Task instructions
The lines to copy are those in the listing below that contain the word "NotFound".
-------------------------
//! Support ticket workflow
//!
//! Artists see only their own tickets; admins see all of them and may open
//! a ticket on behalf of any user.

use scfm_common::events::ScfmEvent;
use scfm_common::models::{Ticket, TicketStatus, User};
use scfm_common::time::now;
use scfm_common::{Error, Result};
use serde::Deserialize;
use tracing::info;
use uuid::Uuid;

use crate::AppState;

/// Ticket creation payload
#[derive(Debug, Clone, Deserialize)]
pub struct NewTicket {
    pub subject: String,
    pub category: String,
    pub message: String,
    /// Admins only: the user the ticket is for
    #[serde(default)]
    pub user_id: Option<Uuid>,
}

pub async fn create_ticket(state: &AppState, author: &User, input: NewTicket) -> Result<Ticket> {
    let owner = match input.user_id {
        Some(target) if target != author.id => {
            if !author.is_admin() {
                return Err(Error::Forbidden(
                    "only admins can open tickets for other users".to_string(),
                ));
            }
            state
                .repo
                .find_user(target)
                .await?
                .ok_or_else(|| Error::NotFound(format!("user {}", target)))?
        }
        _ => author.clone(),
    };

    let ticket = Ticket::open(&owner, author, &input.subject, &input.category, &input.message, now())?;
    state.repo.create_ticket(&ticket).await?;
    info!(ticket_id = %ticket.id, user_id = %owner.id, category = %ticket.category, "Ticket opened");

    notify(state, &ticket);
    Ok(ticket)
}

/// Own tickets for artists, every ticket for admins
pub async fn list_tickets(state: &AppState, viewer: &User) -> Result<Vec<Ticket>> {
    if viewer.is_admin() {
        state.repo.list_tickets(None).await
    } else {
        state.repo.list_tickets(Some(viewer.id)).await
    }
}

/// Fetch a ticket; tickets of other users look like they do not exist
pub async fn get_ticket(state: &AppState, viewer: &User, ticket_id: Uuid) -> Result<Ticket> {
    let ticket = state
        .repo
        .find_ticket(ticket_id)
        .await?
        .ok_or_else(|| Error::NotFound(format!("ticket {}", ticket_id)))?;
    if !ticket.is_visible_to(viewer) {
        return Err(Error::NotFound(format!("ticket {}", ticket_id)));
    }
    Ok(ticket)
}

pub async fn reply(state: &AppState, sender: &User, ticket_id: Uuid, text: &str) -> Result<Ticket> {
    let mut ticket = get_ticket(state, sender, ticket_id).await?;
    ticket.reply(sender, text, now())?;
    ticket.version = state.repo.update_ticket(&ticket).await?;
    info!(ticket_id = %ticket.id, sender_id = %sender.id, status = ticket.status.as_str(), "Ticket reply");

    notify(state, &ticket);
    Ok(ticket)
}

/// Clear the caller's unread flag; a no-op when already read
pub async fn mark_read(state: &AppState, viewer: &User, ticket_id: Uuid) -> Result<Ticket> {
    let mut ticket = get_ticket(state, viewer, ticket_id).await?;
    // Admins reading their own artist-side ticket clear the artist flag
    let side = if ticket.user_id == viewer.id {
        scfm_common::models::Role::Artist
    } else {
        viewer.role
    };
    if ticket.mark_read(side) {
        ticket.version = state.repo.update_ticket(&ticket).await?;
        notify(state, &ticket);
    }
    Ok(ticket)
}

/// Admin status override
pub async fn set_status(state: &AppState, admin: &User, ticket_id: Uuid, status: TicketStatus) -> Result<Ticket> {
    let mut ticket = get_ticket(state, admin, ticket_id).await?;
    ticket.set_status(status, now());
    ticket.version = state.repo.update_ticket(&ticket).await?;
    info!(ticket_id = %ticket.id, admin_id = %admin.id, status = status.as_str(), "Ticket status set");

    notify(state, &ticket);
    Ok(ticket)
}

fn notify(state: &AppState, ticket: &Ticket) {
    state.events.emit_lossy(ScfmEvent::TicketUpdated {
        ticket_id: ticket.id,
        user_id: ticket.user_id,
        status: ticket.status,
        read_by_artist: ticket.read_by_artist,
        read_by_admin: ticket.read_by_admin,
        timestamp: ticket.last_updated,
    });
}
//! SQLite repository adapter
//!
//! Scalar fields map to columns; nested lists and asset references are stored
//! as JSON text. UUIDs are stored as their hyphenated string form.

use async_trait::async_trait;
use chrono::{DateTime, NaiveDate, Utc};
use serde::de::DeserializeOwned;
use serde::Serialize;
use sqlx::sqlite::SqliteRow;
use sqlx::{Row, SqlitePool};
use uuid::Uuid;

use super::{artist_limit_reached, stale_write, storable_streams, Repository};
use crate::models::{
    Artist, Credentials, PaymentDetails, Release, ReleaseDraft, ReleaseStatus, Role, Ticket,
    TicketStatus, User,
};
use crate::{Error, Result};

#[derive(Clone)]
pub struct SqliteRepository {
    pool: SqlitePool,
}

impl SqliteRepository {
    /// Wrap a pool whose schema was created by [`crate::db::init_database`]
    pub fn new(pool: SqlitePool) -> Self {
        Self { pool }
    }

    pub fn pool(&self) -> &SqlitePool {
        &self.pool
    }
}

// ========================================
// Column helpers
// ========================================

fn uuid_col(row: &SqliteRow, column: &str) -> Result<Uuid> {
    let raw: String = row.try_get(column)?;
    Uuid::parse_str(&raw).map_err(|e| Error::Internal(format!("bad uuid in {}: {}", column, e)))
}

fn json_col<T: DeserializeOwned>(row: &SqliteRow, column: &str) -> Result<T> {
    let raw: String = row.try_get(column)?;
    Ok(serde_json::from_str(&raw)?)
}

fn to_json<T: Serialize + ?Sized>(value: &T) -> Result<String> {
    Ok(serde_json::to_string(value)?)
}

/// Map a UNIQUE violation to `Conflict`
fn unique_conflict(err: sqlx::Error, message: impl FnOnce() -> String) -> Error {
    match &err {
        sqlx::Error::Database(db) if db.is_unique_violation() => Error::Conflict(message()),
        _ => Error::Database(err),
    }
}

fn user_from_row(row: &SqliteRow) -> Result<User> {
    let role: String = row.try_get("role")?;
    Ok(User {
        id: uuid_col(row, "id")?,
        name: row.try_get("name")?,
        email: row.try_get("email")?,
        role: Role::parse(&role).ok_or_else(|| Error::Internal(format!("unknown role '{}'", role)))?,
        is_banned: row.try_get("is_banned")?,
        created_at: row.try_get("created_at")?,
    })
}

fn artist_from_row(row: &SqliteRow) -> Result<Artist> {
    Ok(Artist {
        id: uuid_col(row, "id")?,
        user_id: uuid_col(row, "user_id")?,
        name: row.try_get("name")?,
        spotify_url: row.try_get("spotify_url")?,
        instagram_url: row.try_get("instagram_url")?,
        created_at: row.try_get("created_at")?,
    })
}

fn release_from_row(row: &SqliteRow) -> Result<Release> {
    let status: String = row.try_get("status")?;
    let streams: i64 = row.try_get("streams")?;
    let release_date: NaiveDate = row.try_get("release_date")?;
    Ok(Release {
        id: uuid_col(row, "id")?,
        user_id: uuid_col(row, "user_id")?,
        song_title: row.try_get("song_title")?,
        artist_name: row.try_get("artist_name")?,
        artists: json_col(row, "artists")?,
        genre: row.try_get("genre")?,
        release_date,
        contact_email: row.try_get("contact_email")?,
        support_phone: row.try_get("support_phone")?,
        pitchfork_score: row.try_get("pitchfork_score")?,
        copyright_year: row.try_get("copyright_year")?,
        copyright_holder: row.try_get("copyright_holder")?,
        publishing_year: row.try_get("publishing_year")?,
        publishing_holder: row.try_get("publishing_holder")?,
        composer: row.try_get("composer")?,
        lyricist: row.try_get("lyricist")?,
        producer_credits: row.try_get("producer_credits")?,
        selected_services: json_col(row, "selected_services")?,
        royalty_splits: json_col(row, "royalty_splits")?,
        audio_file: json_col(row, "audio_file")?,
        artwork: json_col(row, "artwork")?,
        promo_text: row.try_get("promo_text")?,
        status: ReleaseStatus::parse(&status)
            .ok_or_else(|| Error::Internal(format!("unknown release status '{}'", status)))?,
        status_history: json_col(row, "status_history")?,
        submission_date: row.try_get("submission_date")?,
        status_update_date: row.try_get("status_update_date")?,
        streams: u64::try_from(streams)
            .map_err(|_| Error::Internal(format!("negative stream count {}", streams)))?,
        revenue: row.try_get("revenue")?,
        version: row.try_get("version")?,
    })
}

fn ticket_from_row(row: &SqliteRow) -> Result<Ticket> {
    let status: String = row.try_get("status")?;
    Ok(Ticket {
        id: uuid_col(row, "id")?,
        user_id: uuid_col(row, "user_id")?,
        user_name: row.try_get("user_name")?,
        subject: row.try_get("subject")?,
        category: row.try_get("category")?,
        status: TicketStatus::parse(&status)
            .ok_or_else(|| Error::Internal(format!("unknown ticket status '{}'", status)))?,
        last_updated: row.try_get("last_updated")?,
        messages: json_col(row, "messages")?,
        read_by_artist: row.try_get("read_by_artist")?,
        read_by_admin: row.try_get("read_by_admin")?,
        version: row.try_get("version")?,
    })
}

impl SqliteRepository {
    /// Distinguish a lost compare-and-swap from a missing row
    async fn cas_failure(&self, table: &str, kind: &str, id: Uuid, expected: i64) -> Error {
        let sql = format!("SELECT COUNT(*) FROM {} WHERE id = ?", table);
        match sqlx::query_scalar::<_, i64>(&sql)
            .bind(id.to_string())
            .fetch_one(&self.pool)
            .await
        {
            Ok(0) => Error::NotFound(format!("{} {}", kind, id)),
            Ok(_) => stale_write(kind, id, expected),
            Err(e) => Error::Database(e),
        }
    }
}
-------------------------
The answer
                .ok_or_else(|| Error::NotFound(format!("user {}", target)))?
        .ok_or_else(|| Error::NotFound(format!("ticket {}", ticket_id)))?;
        return Err(Error::NotFound(format!("ticket {}", ticket_id)));
            Ok(0) => Error::NotFound(format!("{} {}", kind, id)),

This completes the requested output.